DATA EXTRACT:
________________________

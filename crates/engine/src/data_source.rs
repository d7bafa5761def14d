//! Read orchestration for data sources.
//!
//! A [`DataSourceFactory`] binds one [`SpecResource`] and turns it into a
//! read-only data source: [`DataSourceFactory::schema`] describes what a
//! caller can query, [`DataSourceFactory::read`] resolves a request to
//! exactly one remote item.

use std::sync::Arc;

use indexmap::IndexMap;
use serde::{Deserialize, Serialize};
use specsource_types::{ItemValue, SchemaDefinition, SpecResource};
use tracing::{debug, info};

use crate::error::DataSourceError;
use crate::filter::{Filter, extract_raw_filters, filter_match, validate_filters};
use crate::lister::{ListRequest, RemoteLister};
use crate::project::ResultProjector;
use crate::schema::{QueryableSchema, SchemaConverter};
use crate::telemetry::{TelemetryHandler, TelemetryOperation};

/// Request input and read output of a data source.
///
/// Callers place the filter block and parent identifiers in `attributes`; a
/// successful read sets `id` and adds the projected item attributes.
#[derive(Debug, Clone, Default, PartialEq, Serialize, Deserialize)]
pub struct ResourceData {
    pub id: Option<String>,
    pub attributes: IndexMap<String, ItemValue>,
}

impl ResourceData {
    pub fn new() -> Self {
        Self::default()
    }

    pub fn with_attribute(mut self, name: impl Into<String>, value: impl Into<ItemValue>) -> Self {
        self.attributes.insert(name.into(), value.into());
        self
    }

    pub fn get(&self, name: &str) -> Option<&ItemValue> {
        self.attributes.get(name)
    }
}

#[derive(Clone, Default)]
pub struct DataSourceFactory {
    resource: Option<Arc<dyn SpecResource>>,
}

impl DataSourceFactory {
    pub fn new(resource: Arc<dyn SpecResource>) -> Self {
        Self { resource: Some(resource) }
    }

    fn resource(&self) -> Result<&Arc<dyn SpecResource>, DataSourceError> {
        self.resource.as_ref().ok_or(DataSourceError::MissingResourceConfiguration)
    }

    fn resource_schema(resource: &dyn SpecResource) -> Result<SchemaDefinition, DataSourceError> {
        resource
            .resource_schema()
            .map_err(|error| DataSourceError::SchemaSource(DataSourceError::verbatim(&error)))
    }

    fn parent_property_names(resource: &dyn SpecResource) -> Vec<String> {
        resource
            .parent_resource_info()
            .map(|info| info.parent_property_names())
            .unwrap_or_default()
    }

    /// The queryable schema of the bound resource.
    pub fn schema(&self) -> Result<QueryableSchema, DataSourceError> {
        let resource = self.resource()?;
        let schema = Self::resource_schema(resource.as_ref())?;
        SchemaConverter.convert(&schema, &Self::parent_property_names(resource.as_ref()))
    }

    /// Extracts and validates the filters of `data`.
    pub fn validate_input(&self, data: &ResourceData) -> Result<Vec<Filter>, DataSourceError> {
        let resource = self.resource()?;
        let schema = Self::resource_schema(resource.as_ref())?;
        validate_filters(&extract_raw_filters(&data.attributes)?, &schema)
    }

    /// Resolves `data` to the single remote item matching its filters.
    ///
    /// On success `data.id` holds the item identifier and the item's fields
    /// are merged into `data.attributes`; on failure `data` is unchanged.
    /// Telemetry is only submitted for successful reads.
    pub async fn read(
        &self,
        data: &mut ResourceData,
        lister: &dyn RemoteLister,
        telemetry: &dyn TelemetryHandler,
    ) -> Result<(), DataSourceError> {
        let resource = self.resource()?.as_ref();
        let resource_name = resource.resource_name();

        let parent_properties = Self::parent_property_names(resource);
        let parent_ids = parent_properties
            .iter()
            .map(|property| parent_id(data, property))
            .collect::<Result<Vec<_>, _>>()?;
        let path = resource
            .resource_path(&parent_ids)
            .map_err(|error| DataSourceError::ParentResolution(DataSourceError::verbatim(&error)))?;

        let schema = Self::resource_schema(resource)?;
        let filters = validate_filters(&extract_raw_filters(&data.attributes)?, &schema)?;
        debug!(resource = %resource_name, path = %path, filter_count = filters.len(), "reading data source");

        let request = ListRequest {
            resource_name: resource_name.to_string(),
            path,
            parent_ids,
            response_path: resource.list_response_path().map(str::to_string),
        };
        let response = lister
            .list(&request)
            .await
            .map_err(|error| DataSourceError::Transport(DataSourceError::verbatim(&error)))?;
        if response.status_code != 200 {
            return Err(DataSourceError::unexpected_status(
                resource_name,
                &request.path,
                response.status_code,
                &response.body,
            ));
        }

        let candidate_count = response.items.len();
        let mut matches = response
            .items
            .into_iter()
            .filter(|item| filter_match(&filters, item, &schema));
        let item = match (matches.next(), matches.next()) {
            (Some(item), None) => item,
            (None, _) => return Err(DataSourceError::NoResults),
            (Some(_), Some(_)) => return Err(DataSourceError::AmbiguousResult),
        };

        let identifier_name = schema
            .identifier_property()
            .map(|property| property.name.clone())
            .unwrap_or_else(|| "id".to_string());
        let id = item
            .get(&identifier_name)
            .and_then(ItemValue::canonical_text)
            .ok_or_else(|| DataSourceError::MissingIdentifier(identifier_name.clone()))?;

        let projected = ResultProjector.project(&item, &schema, |property| {
            property.is_parent_property || parent_properties.contains(&property.name)
        });

        data.id = Some(id);
        data.attributes.extend(projected);
        info!(resource = %resource_name, candidate_count, id = ?data.id, "data source read completed");

        telemetry.submit(&resource.data_source_name(), TelemetryOperation::Read);
        Ok(())
    }
}

fn parent_id(data: &ResourceData, property: &str) -> Result<String, DataSourceError> {
    data.get(property)
        .and_then(ItemValue::canonical_text)
        .filter(|value| !value.trim().is_empty())
        .ok_or_else(|| {
            DataSourceError::ParentResolution(format!(
                "could not find ID value in the state file for subresource parent property '{}'",
                property
            ))
        })
}
use specsource_registry::ResourceCatalog;
use specsource_types::{PropertyType, SpecResource};

fn load_fixture() -> ResourceCatalog {
    let source = include_str!("data/cdn_api.yaml");
    ResourceCatalog::from_source(source).expect("load catalog from fixture")
}

#[test]
fn discovers_collections_in_document_order() {
    let catalog = load_fixture();
    assert_eq!(catalog.list_names(), vec!["cdns_v1", "cdns_v1_firewall"]);
    assert_eq!(catalog.base_url(), Some("https://api.cdn.example.com"));
}

#[test]
fn converts_item_schema_with_nested_objects() {
    let catalog = load_fixture();
    let cdns = catalog.find("cdns_v1").expect("cdns_v1 present");
    assert_eq!(cdns.summary(), Some("List CDNs"));
    assert!(cdns.parent_resource_info().is_none());

    let schema = cdns.resource_schema().expect("schema");
    assert_eq!(schema.identifier_property().map(|p| p.name.as_str()), Some("id"));
    assert!(schema.property("label").expect("label").required);
    assert_eq!(schema.property("weight").unwrap().property_type(), Ok(PropertyType::Number));
    assert_eq!(schema.property("ips").unwrap().items_type.as_deref(), Some("string"));

    let origin = schema.property("origin").expect("origin");
    let tls = origin.nested.as_ref().and_then(|nested| nested.property("tls")).expect("tls");
    let min_version = tls.nested.as_ref().and_then(|nested| nested.property("minVersion")).expect("minVersion");
    assert_eq!(min_version.field_name(), "min_version");
}

#[test]
fn sub_resources_carry_parent_properties_and_wrapper_path() {
    let catalog = load_fixture();
    let firewall = catalog.find("data_cdns_v1_firewall").expect("firewall present");

    let parent_info = firewall.parent_resource_info().expect("parent info");
    assert_eq!(parent_info.full_parent_resource_name, "cdns_v1");
    assert_eq!(firewall.list_response_path(), Some("rules"));
    assert_eq!(
        firewall.resource_path(&["cdn 1".to_string()]).unwrap(),
        "/v1/cdns/cdn%201/firewall"
    );

    let schema = firewall.resource_schema().expect("schema");
    let names: Vec<_> = schema.iter().map(|property| property.name.as_str()).collect();
    assert_eq!(names, vec!["ruleId", "priority", "action", "cdns_v1_id"]);
    assert_eq!(schema.identifier_property().map(|p| p.name.as_str()), Some("ruleId"));
    assert!(schema.property("action").unwrap().required);
    assert!(schema.property("cdns_v1_id").unwrap().is_parent_property);
}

________________________

WHAT THE TASK REQUIRES:
Take every line from the listing above that includes the word "find" and copy it.

EXERCISE RESPONSE:
                "could not find ID value in the state file for subresource parent property '{}'",
    let cdns = catalog.find("cdns_v1").expect("cdns_v1 present");
    let firewall = catalog.find("data_cdns_v1_firewall").expect("firewall present");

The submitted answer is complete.